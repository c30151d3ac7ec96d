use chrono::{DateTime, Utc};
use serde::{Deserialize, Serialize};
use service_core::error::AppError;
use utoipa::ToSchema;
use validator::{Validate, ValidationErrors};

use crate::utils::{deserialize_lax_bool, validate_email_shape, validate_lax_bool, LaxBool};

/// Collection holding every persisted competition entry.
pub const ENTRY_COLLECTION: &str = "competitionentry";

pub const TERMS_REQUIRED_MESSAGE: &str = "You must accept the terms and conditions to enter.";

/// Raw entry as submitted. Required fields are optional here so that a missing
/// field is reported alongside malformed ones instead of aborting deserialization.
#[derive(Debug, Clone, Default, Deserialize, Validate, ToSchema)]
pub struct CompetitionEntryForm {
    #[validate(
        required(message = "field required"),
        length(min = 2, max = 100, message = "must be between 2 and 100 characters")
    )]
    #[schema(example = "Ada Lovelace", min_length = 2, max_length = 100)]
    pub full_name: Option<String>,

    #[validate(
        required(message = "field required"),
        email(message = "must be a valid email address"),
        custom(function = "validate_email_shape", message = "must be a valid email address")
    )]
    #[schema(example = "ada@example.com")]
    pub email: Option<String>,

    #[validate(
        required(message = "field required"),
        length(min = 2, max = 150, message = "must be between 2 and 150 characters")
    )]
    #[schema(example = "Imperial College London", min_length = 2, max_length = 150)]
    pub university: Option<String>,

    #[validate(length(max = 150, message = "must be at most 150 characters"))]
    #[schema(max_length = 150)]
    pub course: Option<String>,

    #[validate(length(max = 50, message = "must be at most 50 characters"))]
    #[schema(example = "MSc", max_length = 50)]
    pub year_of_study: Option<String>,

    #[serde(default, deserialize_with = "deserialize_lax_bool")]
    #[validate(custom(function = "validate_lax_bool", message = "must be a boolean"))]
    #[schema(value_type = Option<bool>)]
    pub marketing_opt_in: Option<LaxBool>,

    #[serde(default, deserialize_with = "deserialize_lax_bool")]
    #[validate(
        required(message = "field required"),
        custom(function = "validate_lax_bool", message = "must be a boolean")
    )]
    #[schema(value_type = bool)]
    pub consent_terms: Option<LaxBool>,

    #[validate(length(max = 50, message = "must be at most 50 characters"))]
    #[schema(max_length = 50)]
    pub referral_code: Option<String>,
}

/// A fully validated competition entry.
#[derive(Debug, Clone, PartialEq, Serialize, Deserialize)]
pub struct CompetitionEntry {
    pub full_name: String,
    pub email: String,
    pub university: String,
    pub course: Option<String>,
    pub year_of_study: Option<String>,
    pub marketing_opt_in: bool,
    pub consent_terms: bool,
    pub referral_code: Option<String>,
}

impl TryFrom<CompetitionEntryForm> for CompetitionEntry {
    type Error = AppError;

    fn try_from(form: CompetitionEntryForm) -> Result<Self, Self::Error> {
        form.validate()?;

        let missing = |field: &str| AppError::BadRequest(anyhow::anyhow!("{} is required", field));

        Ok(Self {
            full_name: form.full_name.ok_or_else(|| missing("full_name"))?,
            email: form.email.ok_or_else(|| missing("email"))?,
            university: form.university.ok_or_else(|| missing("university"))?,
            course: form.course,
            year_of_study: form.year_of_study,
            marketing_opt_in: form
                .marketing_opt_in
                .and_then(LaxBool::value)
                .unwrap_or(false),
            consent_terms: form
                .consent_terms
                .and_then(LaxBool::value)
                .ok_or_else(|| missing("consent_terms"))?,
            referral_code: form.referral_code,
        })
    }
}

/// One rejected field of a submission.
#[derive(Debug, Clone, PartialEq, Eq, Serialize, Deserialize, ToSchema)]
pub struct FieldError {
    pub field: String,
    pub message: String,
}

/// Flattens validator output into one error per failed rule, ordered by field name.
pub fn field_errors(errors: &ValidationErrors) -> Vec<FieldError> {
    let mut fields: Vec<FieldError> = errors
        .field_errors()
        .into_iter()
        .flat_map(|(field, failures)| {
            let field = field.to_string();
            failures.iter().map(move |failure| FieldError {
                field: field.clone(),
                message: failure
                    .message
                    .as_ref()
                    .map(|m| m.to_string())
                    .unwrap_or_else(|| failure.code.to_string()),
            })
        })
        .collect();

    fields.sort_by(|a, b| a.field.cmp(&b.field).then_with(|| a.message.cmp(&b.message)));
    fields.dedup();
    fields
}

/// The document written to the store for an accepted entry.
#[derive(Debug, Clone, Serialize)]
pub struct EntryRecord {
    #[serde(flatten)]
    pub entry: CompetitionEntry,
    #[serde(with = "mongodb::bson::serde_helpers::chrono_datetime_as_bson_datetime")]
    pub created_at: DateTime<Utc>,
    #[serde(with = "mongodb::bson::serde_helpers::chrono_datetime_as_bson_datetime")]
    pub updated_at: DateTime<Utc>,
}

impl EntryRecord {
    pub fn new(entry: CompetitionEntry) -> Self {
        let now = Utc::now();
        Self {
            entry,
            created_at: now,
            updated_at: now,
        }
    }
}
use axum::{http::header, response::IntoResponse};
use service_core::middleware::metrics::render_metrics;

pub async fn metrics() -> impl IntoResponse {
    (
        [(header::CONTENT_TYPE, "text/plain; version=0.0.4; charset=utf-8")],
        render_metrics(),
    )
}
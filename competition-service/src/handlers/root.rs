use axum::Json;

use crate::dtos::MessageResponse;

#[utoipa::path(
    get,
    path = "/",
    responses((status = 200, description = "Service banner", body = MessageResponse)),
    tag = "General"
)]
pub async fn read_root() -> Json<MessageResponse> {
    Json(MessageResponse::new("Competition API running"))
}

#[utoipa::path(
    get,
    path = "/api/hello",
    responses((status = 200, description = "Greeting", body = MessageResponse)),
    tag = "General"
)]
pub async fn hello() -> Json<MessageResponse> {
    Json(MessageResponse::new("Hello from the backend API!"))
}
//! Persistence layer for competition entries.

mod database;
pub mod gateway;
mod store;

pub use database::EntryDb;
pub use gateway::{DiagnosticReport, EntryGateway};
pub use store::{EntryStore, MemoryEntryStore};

▶ _ACTIVITY_
Please transcribe the material line by line, exactly, from its opening line through the line that contains "that a missing".

▶ _ANSWER TO THE PROBLEM_
repository c30151d3ac7ec96d
use chrono::{DateTime, Utc};
use serde::{Deserialize, Serialize};
use service_core::error::AppError;
use utoipa::ToSchema;
use validator::{Validate, ValidationErrors};

use crate::utils::{deserialize_lax_bool, validate_email_shape, validate_lax_bool, LaxBool};

/// Collection holding every persisted competition entry.
pub const ENTRY_COLLECTION: &str = "competitionentry";

pub const TERMS_REQUIRED_MESSAGE: &str = "You must accept the terms and conditions to enter.";

/// Raw entry as submitted. Required fields are optional here so that a missing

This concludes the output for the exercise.